The new license which is rumoured requires studios behind gambling games to pay additional fees won't impact 99.9 percent of developers, he claimed, and is in fact just one part of a wider move by Unity to prepare itself for the influx of real-money gambling games.
The new agreement, he claimed, is "not meant to be about virtual currencies, as it previously could be construed as, and of course will not impact 99.9 percent of the developers using Unity."
"Gambling is a very heavily regulated industry and the process of acquiring gambling license is generally long, arduous and expensive.
"In the long term this helps us build a sound business servicing these companies, which in turn makes it easier for us to invest heavily in Unity for all our customers and makes it easier to keep our game developer pricing low."
In-app purchase pain: How to avoid releasing the next 'popular failure'
It's one of the major side effects of the free-to-play revolution: You can have a game that amassed millions of downloads, but if consumers don't part with their cash for in-app purchases, you're in trouble.
Lee Bradley took time to talk to devs behind three titles that have befallen such a fate Gasketball, Punch Quest and Monkey Drum.
"iOS users are trained to look for the data in the areas Apple has set up; big juicy screenshots and lines of bullshit review scores on how awesome everyone thinks the game is," said Mike Boxleiter of Gasketball dev Mikengreg.
"If you go freemium you throw that out the window and now you have to make the sale yourself. Now it's like Glengarry Glen Ross, remember your ABCs."
Infographic: How can developers best take advantage of tablets?
You guys really like infographics, don't you? Another week, and another one of Mike Cook's creations makes it into the top five.
Last week's took a closer look at how developers can best approach working on tablets, detailing a number of stats that profile the average tablet gamer. It isn't just a case of making your mobile games fit a bigger screen, you know.
Oh, and it also looked rather pretty.
Double trouble: Did a clone win the grand prize at Samsung's Smart App Challenge?
If you're looking for an answer to that rather leading headline, then look away now.

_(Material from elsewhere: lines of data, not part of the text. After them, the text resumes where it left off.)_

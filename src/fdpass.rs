//! Passing a socket descriptor to another process over a unix socket.

use std::io;
use std::mem;
use std::os::fd::{AsRawFd, BorrowedFd, RawFd};
use std::ptr;

/// Sends `fd` over the unix socket `socket` as `SCM_RIGHTS` ancillary data.
///
/// Stream sockets need at least one byte of real data to carry ancillary
/// data, so a single zero byte is sent with it unless `socket` is a
/// datagram socket.
pub fn send_fd(socket: BorrowedFd<'_>, fd: BorrowedFd<'_>) -> io::Result<()> {
    let datagram = socket_type(socket)? == libc::SOCK_DGRAM;

    let mut dummy = [0u8; 1];
    let mut iov = libc::iovec {
        iov_base: dummy.as_mut_ptr().cast(),
        iov_len: dummy.len(),
    };

    let fds: [RawFd; 1] = [fd.as_raw_fd()];
    let payload_len = mem::size_of_val(&fds) as libc::c_uint;
    // SAFETY: CMSG_SPACE is a pure size computation.
    let space = unsafe { libc::CMSG_SPACE(payload_len) } as usize;
    let mut control = vec![0u8; space];

    // SAFETY: msghdr is plain data; all-zero is a valid empty header.
    let mut msg: libc::msghdr = unsafe { mem::zeroed() };
    if !datagram {
        msg.msg_iov = &mut iov;
        msg.msg_iovlen = 1;
    }
    msg.msg_control = control.as_mut_ptr().cast();
    msg.msg_controllen = space as _;

    // SAFETY: `control` is CMSG_SPACE bytes long, enough for one header
    // carrying `fds`, and outlives every pointer derived from it here.
    unsafe {
        let cmsg = libc::CMSG_FIRSTHDR(&msg);
        if cmsg.is_null() {
            return Err(io::Error::other("control buffer too small"));
        }
        (*cmsg).cmsg_level = libc::SOL_SOCKET;
        (*cmsg).cmsg_type = libc::SCM_RIGHTS;
        (*cmsg).cmsg_len = libc::CMSG_LEN(payload_len) as _;
        ptr::copy_nonoverlapping(fds.as_ptr(), libc::CMSG_DATA(cmsg).cast::<RawFd>(), fds.len());
    }

    loop {
        // SAFETY: `msg` points at live buffers for the duration of the call.
        let sent = unsafe { libc::sendmsg(socket.as_raw_fd(), &msg, 0) };
        if sent >= 0 {
            return Ok(());
        }
        let err = io::Error::last_os_error();
        if err.kind() != io::ErrorKind::Interrupted {
            return Err(err);
        }
    }
}

fn socket_type(socket: BorrowedFd<'_>) -> io::Result<libc::c_int> {
    let mut kind: libc::c_int = 0;
    let mut len = mem::size_of::<libc::c_int>() as libc::socklen_t;
    // SAFETY: `kind` and `len` are valid for writes of the sizes passed.
    let rc = unsafe {
        libc::getsockopt(
            socket.as_raw_fd(),
            libc::SOL_SOCKET,
            libc::SO_TYPE,
            (&mut kind as *mut libc::c_int).cast(),
            &mut len,
        )
    };
    if rc < 0 {
        return Err(io::Error::last_os_error());
    }
    Ok(kind)
}

#[cfg(test)]
mod tests {
    use super::*;
    use std::io::{Read, Write};
    use std::os::fd::{AsFd, FromRawFd, OwnedFd};
    use std::os::unix::net::{UnixDatagram, UnixStream};

    fn recv_fd(socket: BorrowedFd<'_>) -> io::Result<(OwnedFd, usize)> {
        let mut data = [0u8; 1];
        let mut iov = libc::iovec {
            iov_base: data.as_mut_ptr().cast(),
            iov_len: data.len(),
        };
        let space = unsafe { libc::CMSG_SPACE(mem::size_of::<RawFd>() as libc::c_uint) } as usize;
        let mut control = vec![0u8; space];

        let mut msg: libc::msghdr = unsafe { mem::zeroed() };
        msg.msg_iov = &mut iov;
        msg.msg_iovlen = 1;
        msg.msg_control = control.as_mut_ptr().cast();
        msg.msg_controllen = space as _;

        let read = unsafe { libc::recvmsg(socket.as_raw_fd(), &mut msg, 0) };
        if read < 0 {
            return Err(io::Error::last_os_error());
        }
        unsafe {
            let cmsg = libc::CMSG_FIRSTHDR(&msg);
            assert!(!cmsg.is_null(), "no control message received");
            assert_eq!((*cmsg).cmsg_level, libc::SOL_SOCKET);
            assert_eq!((*cmsg).cmsg_type, libc::SCM_RIGHTS);
            let fd = ptr::read_unaligned(libc::CMSG_DATA(cmsg).cast::<RawFd>());
            Ok((OwnedFd::from_raw_fd(fd), read as usize))
        }
    }

    #[test]
    fn test_passes_working_descriptor_over_stream_socket() {
        let (sender, receiver) = UnixStream::pair().unwrap();
        let (mut ours, theirs) = UnixStream::pair().unwrap();

        send_fd(sender.as_fd(), theirs.as_fd()).unwrap();
        drop(theirs);

        let (fd, data_len) = recv_fd(receiver.as_fd()).unwrap();
        assert_eq!(data_len, 1);

        let mut passed = UnixStream::from(fd);
        passed.write_all(b"via passed fd").unwrap();
        drop(passed);

        let mut got = Vec::new();
        ours.read_to_end(&mut got).unwrap();
        assert_eq!(got, b"via passed fd");
    }

    #[test]
    fn test_datagram_socket_sends_no_dummy_byte() {
        let (sender, receiver) = UnixDatagram::pair().unwrap();
        let (_ours, theirs) = UnixStream::pair().unwrap();

        send_fd(sender.as_fd(), theirs.as_fd()).unwrap();
        let (_fd, data_len) = recv_fd(receiver.as_fd()).unwrap();
        assert_eq!(data_len, 0);
    }

    #[test]
    fn test_rejects_non_socket() {
        let file = tempfile::tempfile().unwrap();
        let (_ours, theirs) = UnixStream::pair().unwrap();
        assert!(send_fd(file.as_fd(), theirs.as_fd()).is_err());
    }
}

In short, Feelingtouch's Gun & Blood was named the grand prize winner of Samsung's recent Smart App Challenge, taking home $200,000 in the process. Czech studio Craneballs, however, claims the game is a "direct rip-off its own on-rails shooter Overkill.
"They've stolen the whole game design, design of individual menus, everything. In the first version they even copied our in-game text word for word," said Craneballs marketing manager Daniel Maslovsky.
"And this is not even the first time Feelingtouch has done this. Cut the Rope had a similar clone, but it has been taken off."